■ EXERCISE GOAL
The full set of lines below has to be written out again exactly.

[[ INPUT FOR THIS TASK open ]]

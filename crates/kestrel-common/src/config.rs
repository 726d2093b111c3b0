//! Pipeline settings.
//!
//! Everything here is a constant of the rendering model (viewport size,
//! document margins, frame interval) rather than document state. Settings
//! are built once per browser and shared read-only with every tab.

use std::time::Duration;

use serde::Deserialize;
use thiserror::Error;

/// Error returned when settings cannot be loaded.
#[derive(Debug, Error)]
pub enum ConfigError {
    /// The settings document is not valid JSON for [`Settings`].
    #[error("invalid settings: {0}")]
    Parse(#[from] serde_json::Error),
    /// A field holds a value the pipeline cannot run with.
    #[error("invalid value for '{field}': {reason}")]
    Invalid {
        /// Name of the offending field.
        field: &'static str,
        /// Why it was rejected.
        reason: String,
    },
}

/// Viewport, spacing and timing configuration.
#[derive(Debug, Clone, PartialEq, Deserialize)]
#[serde(default, rename_all = "kebab-case")]
pub struct Settings {
    /// Width of the content area in CSS pixels.
    pub viewport_width: f32,
    /// Height of the content area in CSS pixels.
    pub viewport_height: f32,
    /// Horizontal document margin.
    pub h_step: f32,
    /// Vertical document margin.
    pub v_step: f32,
    /// Distance scrolled by one scroll step, and the gap left above a box
    /// scrolled into view by focus.
    pub scroll_step: f32,
    /// Intrinsic width of `input` and `button` boxes.
    pub input_width: f32,
    /// Interval between animation frames in milliseconds.
    pub refresh_interval_ms: u64,
    /// Initial zoom factor.
    pub zoom: f32,
    /// Initial color scheme.
    pub dark_mode: bool,
}

impl Default for Settings {
    fn default() -> Self {
        Self {
            viewport_width: 800.0,
            viewport_height: 600.0,
            h_step: 13.0,
            v_step: 18.0,
            scroll_step: 100.0,
            input_width: 200.0,
            refresh_interval_ms: 33,
            zoom: 1.0,
            dark_mode: false,
        }
    }
}

impl Settings {
    /// Parse settings from JSON. Missing fields take their defaults.
    ///
    /// # Errors
    ///
    /// Returns [`ConfigError::Parse`] for malformed JSON and
    /// [`ConfigError::Invalid`] when a value is out of range.
    pub fn from_json_str(json: &str) -> Result<Self, ConfigError> {
        let settings: Self = serde_json::from_str(json)?;
        settings.validate()?;
        Ok(settings)
    }

    /// Check that every field is usable.
    ///
    /// # Errors
    ///
    /// Returns [`ConfigError::Invalid`] naming the first bad field.
    pub fn validate(&self) -> Result<(), ConfigError> {
        if self.viewport_width <= 0.0 || self.viewport_height <= 0.0 {
            return Err(ConfigError::Invalid {
                field: "viewport",
                reason: format!("{}x{} has no area", self.viewport_width, self.viewport_height),
            });
        }
        if self.refresh_interval_ms == 0 {
            return Err(ConfigError::Invalid {
                field: "refresh-interval-ms",
                reason: "must be at least 1".to_string(),
            });
        }
        if self.zoom.is_nan() || self.zoom <= 0.0 {
            return Err(ConfigError::Invalid {
                field: "zoom",
                reason: format!("{} is not positive", self.zoom),
            });
        }
        Ok(())
    }

    /// Frame interval as a [`Duration`].
    #[must_use]
    pub const fn refresh_interval(&self) -> Duration {
        Duration::from_millis(self.refresh_interval_ms)
    }

    /// Frame interval in seconds, used to size transitions in frames.
    #[must_use]
    #[allow(clippy::cast_precision_loss)]
    pub fn frame_interval_secs(&self) -> f32 {
        self.refresh_interval_ms as f32 / 1000.0
    }
}

#[cfg(test)]
mod tests {
    use super::*;

    #[test]
    fn test_missing_fields_use_defaults() {
        let settings = Settings::from_json_str(r#"{ "zoom": 2.0 }"#).unwrap();
        assert!((settings.zoom - 2.0).abs() < f32::EPSILON);
        assert!((settings.viewport_width - 800.0).abs() < f32::EPSILON);
        assert_eq!(settings.refresh_interval_ms, 33);
    }

    #[test]
    fn test_kebab_case_fields() {
        let settings =
            Settings::from_json_str(r#"{ "viewport-height": 300, "dark-mode": true }"#).unwrap();
        assert!((settings.viewport_height - 300.0).abs() < f32::EPSILON);
        assert!(settings.dark_mode);
    }

    #[test]
    fn test_rejects_zero_refresh_interval() {
        let err = Settings::from_json_str(r#"{ "refresh-interval-ms": 0 }"#).unwrap_err();
        assert!(matches!(err, ConfigError::Invalid { field: "refresh-interval-ms", .. }));
    }

    #[test]
    fn test_rejects_bad_json() {
        assert!(matches!(
            Settings::from_json_str("{ zoom: }"),
            Err(ConfigError::Parse(_))
        ));
    }
}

[[ INPUT FOR THIS TASK closed ]]

■ COMPLETED TASK
filename crates/kestrel-common/src/config.rs
repository 726d2093b111c3b0
//! Pipeline settings.
//!
//! Everything here is a constant of the rendering model (viewport size,
//! document margins, frame interval) rather than document state. Settings
//! are built once per browser and shared read-only with every tab.

use std::time::Duration;

use serde::Deserialize;
use thiserror::Error;

/// Error returned when settings cannot be loaded.
#[derive(Debug, Error)]
pub enum ConfigError {
    /// The settings document is not valid JSON for [`Settings`].
    #[error("invalid settings: {0}")]
    Parse(#[from] serde_json::Error),
    /// A field holds a value the pipeline cannot run with.
    #[error("invalid value for '{field}': {reason}")]
    Invalid {
        /// Name of the offending field.
        field: &'static str,
        /// Why it was rejected.
        reason: String,
    },
}

/// Viewport, spacing and timing configuration.
#[derive(Debug, Clone, PartialEq, Deserialize)]
#[serde(default, rename_all = "kebab-case")]
pub struct Settings {
    /// Width of the content area in CSS pixels.
    pub viewport_width: f32,
    /// Height of the content area in CSS pixels.
    pub viewport_height: f32,
    /// Horizontal document margin.
    pub h_step: f32,
    /// Vertical document margin.
    pub v_step: f32,
    /// Distance scrolled by one scroll step, and the gap left above a box
    /// scrolled into view by focus.
    pub scroll_step: f32,
    /// Intrinsic width of `input` and `button` boxes.
    pub input_width: f32,
    /// Interval between animation frames in milliseconds.
    pub refresh_interval_ms: u64,
    /// Initial zoom factor.
    pub zoom: f32,
    /// Initial color scheme.
    pub dark_mode: bool,
}

impl Default for Settings {
    fn default() -> Self {
        Self {
            viewport_width: 800.0,
            viewport_height: 600.0,
            h_step: 13.0,
            v_step: 18.0,
            scroll_step: 100.0,
            input_width: 200.0,
            refresh_interval_ms: 33,
            zoom: 1.0,
            dark_mode: false,
        }
    }
}

impl Settings {
    /// Parse settings from JSON. Missing fields take their defaults.
    ///
    /// # Errors
    ///
    /// Returns [`ConfigError::Parse`] for malformed JSON and
    /// [`ConfigError::Invalid`] when a value is out of range.
    pub fn from_json_str(json: &str) -> Result<Self, ConfigError> {
        let settings: Self = serde_json::from_str(json)?;
        settings.validate()?;
        Ok(settings)
    }

    /// Check that every field is usable.
    ///
    /// # Errors
    ///
    /// Returns [`ConfigError::Invalid`] naming the first bad field.
    pub fn validate(&self) -> Result<(), ConfigError> {
        if self.viewport_width <= 0.0 || self.viewport_height <= 0.0 {
            return Err(ConfigError::Invalid {
                field: "viewport",
                reason: format!("{}x{} has no area", self.viewport_width, self.viewport_height),
            });
        }
        if self.refresh_interval_ms == 0 {
            return Err(ConfigError::Invalid {
                field: "refresh-interval-ms",
                reason: "must be at least 1".to_string(),
            });
        }
        if self.zoom.is_nan() || self.zoom <= 0.0 {
            return Err(ConfigError::Invalid {
                field: "zoom",
                reason: format!("{} is not positive", self.zoom),
            });
        }
        Ok(())
    }

    /// Frame interval as a [`Duration`].
    #[must_use]
    pub const fn refresh_interval(&self) -> Duration {
        Duration::from_millis(self.refresh_interval_ms)
    }

    /// Frame interval in seconds, used to size transitions in frames.
    #[must_use]
    #[allow(clippy::cast_precision_loss)]
    pub fn frame_interval_secs(&self) -> f32 {
        self.refresh_interval_ms as f32 / 1000.0
    }
}

#[cfg(test)]
mod tests {
    use super::*;

    #[test]
    fn test_missing_fields_use_defaults() {
        let settings = Settings::from_json_str(r#"{ "zoom": 2.0 }"#).unwrap();
        assert!((settings.zoom - 2.0).abs() < f32::EPSILON);
        assert!((settings.viewport_width - 800.0).abs() < f32::EPSILON);
        assert_eq!(settings.refresh_interval_ms, 33);
    }

    #[test]
    fn test_kebab_case_fields() {
        let settings =
            Settings::from_json_str(r#"{ "viewport-height": 300, "dark-mode": true }"#).unwrap();
        assert!((settings.viewport_height - 300.0).abs() < f32::EPSILON);
        assert!(settings.dark_mode);
    }

    #[test]
    fn test_rejects_zero_refresh_interval() {
        let err = Settings::from_json_str(r#"{ "refresh-interval-ms": 0 }"#).unwrap_err();
        assert!(matches!(err, ConfigError::Invalid { field: "refresh-interval-ms", .. }));
    }

    #[test]
    fn test_rejects_bad_json() {
        assert!(matches!(
            Settings::from_json_str("{ zoom: }"),
            Err(ConfigError::Parse(_))
        ));
    }
}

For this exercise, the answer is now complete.